[Your instructions]
Copy each line of the data that has "forwarding" in it.

:::::

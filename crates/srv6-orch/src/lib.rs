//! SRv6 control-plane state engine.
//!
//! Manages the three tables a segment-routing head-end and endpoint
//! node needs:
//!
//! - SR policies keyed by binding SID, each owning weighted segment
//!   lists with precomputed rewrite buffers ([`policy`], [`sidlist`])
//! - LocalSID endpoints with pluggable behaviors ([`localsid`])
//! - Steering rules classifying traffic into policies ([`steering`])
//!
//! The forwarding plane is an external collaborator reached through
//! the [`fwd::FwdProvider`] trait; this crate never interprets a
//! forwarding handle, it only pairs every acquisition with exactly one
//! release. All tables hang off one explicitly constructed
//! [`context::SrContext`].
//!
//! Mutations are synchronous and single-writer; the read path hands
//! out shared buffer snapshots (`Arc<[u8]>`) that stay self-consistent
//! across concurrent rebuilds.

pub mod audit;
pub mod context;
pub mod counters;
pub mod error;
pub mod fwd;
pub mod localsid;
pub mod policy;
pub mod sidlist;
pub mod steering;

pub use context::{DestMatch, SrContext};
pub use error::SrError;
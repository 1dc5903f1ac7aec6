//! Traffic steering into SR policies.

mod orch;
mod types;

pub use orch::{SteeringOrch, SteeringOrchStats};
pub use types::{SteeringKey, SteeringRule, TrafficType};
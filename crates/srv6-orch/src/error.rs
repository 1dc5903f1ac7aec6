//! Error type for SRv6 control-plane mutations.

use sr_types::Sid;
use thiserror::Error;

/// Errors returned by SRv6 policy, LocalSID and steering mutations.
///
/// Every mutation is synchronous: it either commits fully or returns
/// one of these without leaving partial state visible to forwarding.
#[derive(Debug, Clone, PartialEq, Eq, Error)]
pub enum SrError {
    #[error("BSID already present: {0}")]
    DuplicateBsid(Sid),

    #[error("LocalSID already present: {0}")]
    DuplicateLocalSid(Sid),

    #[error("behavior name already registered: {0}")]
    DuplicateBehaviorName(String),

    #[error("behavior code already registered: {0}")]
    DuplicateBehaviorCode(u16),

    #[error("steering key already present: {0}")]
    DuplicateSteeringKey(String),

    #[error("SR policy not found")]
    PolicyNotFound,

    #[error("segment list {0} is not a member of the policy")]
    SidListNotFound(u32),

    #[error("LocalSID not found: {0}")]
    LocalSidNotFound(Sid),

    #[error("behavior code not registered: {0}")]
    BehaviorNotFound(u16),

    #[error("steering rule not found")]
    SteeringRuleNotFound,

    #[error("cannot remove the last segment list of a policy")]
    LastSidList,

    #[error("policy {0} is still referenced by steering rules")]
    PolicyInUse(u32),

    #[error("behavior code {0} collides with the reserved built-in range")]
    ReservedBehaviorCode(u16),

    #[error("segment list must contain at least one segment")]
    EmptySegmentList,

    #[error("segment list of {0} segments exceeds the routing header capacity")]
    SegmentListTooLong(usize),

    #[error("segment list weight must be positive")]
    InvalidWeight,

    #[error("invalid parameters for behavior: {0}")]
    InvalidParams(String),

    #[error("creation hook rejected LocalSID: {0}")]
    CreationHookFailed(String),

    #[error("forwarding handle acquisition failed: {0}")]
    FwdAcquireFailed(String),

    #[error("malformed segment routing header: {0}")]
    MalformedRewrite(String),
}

:::::

[Exercise response]
//! The forwarding plane is an external collaborator reached through
//! forwarding handle, it only pairs every acquisition with exactly one
/// one of these without leaving partial state visible to forwarding.
    #[error("forwarding handle acquisition failed: {0}")]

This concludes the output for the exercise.